Influence of Microplastics on Morphological Manifestations of Experimental Acute Colitis
Researchers fed polystyrene microplastics to mice for six weeks and found that healthy mice developed changes in their colon lining, including altered mucus composition and immune cell populations. When mice with experimentally induced colitis also consumed microplastics, their intestinal inflammation was significantly more severe. The study suggests that microplastic exposure may worsen inflammatory bowel conditions.
Distinct Effects between Polystyrene Micro- and Nanoplastics: Exacerbation of Adverse Outcomes in Inflammatory Bowel Disease-like Zebrafish and Mice
This study compared the effects of micro-sized versus nano-sized polystyrene plastics in zebrafish and mice with inflammatory bowel disease. Nanoplastics caused significantly worse gut inflammation, barrier damage, and immune disruption than larger microplastics in both species. The findings suggest that people with existing digestive conditions like IBD may be especially vulnerable to nanoplastic exposure from food and water.
Microplastic effects on mouse colon in normal and colitis conditions: A literature review
This literature review examined studies on how microplastic exposure affects the mouse colon under both normal and inflammatory conditions. Evidence indicates that microplastics may contribute to intestinal inflammation and could worsen existing colitis. The review highlights the need for further research to better understand how microplastic ingestion may influence gut health in humans.
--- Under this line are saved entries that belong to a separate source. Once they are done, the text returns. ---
use num_complex::Complex64;

/// Imaginary parts smaller than this are not printed.
pub const IMAGINARY_CUTOFF: f64 = 1e-8;

const SIGNIFICANT_DIGITS: usize = 8;

/// Formats `value` with `digits` significant digits, `%g` style: fixed notation
/// for moderate exponents, scientific otherwise, trailing zeros removed.
pub fn format_significant(value: f64, digits: usize) -> String {
    if !value.is_finite() {
        return format!("{value}");
    }
    if value == 0.0 {
        return "0".to_string();
    }
    let digits = digits.max(1);
    let scientific = format!("{:.*e}", digits - 1, value);
    let Some((mantissa, exponent)) = scientific.split_once('e') else {
        return scientific;
    };
    let exponent: i32 = exponent.parse().unwrap_or(0);

    if exponent < -4 || exponent >= digits as i32 {
        let sign = if exponent < 0 { '-' } else { '+' };
        format!("{}e{sign}{:02}", trim_fraction(mantissa), exponent.abs())
    } else {
        let decimals = (digits as i32 - 1 - exponent).max(0) as usize;
        trim_fraction(&format!("{value:.decimals$}"))
    }
}

fn trim_fraction(number: &str) -> String {
    if number.contains('.') {
        number.trim_end_matches('0').trim_end_matches('.').to_string()
    } else {
        number.to_string()
    }
}

/// One root as printed by the CLI: `re`, or `re + imj` (signed `im`) when the
/// imaginary part matters.
pub fn format_root(root: Complex64) -> String {
    let re = format_significant(root.re, SIGNIFICANT_DIGITS);
    if root.im.abs() < IMAGINARY_CUTOFF {
        re
    } else {
        format!("{re} + {}j", format_significant(root.im, SIGNIFICANT_DIGITS))
    }
}

pub fn render_roots(roots: &[Complex64]) -> String {
    if roots.is_empty() {
        return "No roots found.\n".to_string();
    }
    let mut out = String::from("Roots found:\n");
    for root in roots {
        out.push_str("  ");
        out.push_str(&format_root(*root));
        out.push('\n');
    }
    out
}

#[cfg(test)]
mod tests {
    use super::*;

    #[test]
    fn significant_digits_like_printf_g() {
        assert_eq!(format_significant(1.0, 8), "1");
        assert_eq!(format_significant(-1.0, 8), "-1");
        assert_eq!(format_significant(std::f64::consts::PI, 8), "3.1415927");
        assert_eq!(format_significant(0.5, 8), "0.5");
        assert_eq!(format_significant(123456789.0, 8), "1.2345679e+08");
        assert_eq!(format_significant(0.00001234, 8), "1.234e-05");
        assert_eq!(format_significant(0.0001234, 8), "0.0001234");
        assert_eq!(format_significant(99999999.5, 8), "1e+08");
        assert_eq!(format_significant(0.0, 8), "0");
    }

    #[test]
    fn roots_drop_negligible_imaginary_parts() {
        assert_eq!(format_root(Complex64::new(2.0, 1e-12)), "2");
        assert_eq!(format_root(Complex64::new(0.0, 1.0)), "0 + 1j");
        assert_eq!(format_root(Complex64::new(1.0, -1.0)), "1 + -1j");
        assert_eq!(format_root(Complex64::new(-0.5, -0.8660254037844386)), "-0.5 + -0.8660254j");
    }

    #[test]
    fn render_empty_and_non_empty() {
        assert_eq!(render_roots(&[]), "No roots found.\n");
        assert_eq!(
            render_roots(&[Complex64::new(1.0, 0.0), Complex64::new(-1.0, 0.0)]),
            "Roots found:\n  1\n  -1\n"
        );
    }
}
The infiltration of microplastics in human systems: Gastrointestinal accumulation and pathogenic impacts
This review focuses on how microplastics accumulate in the human digestive system and what health problems they might cause. The authors explain that people ingest microplastics through food, water, and air, and these particles may trigger inflammation, disrupt gut bacteria, and potentially contribute to gastrointestinal diseases.
An innovative in vitro model of IBD to assess micro-/nano-plastics intestinal toxicity.
Researchers developed an innovative in vitro intestinal inflammation model (IBD model) to assess the toxicity of micro- and nanoplastics at realistic concentrations and polymer types, moving beyond the high-dose polystyrene-only studies that dominate current literature.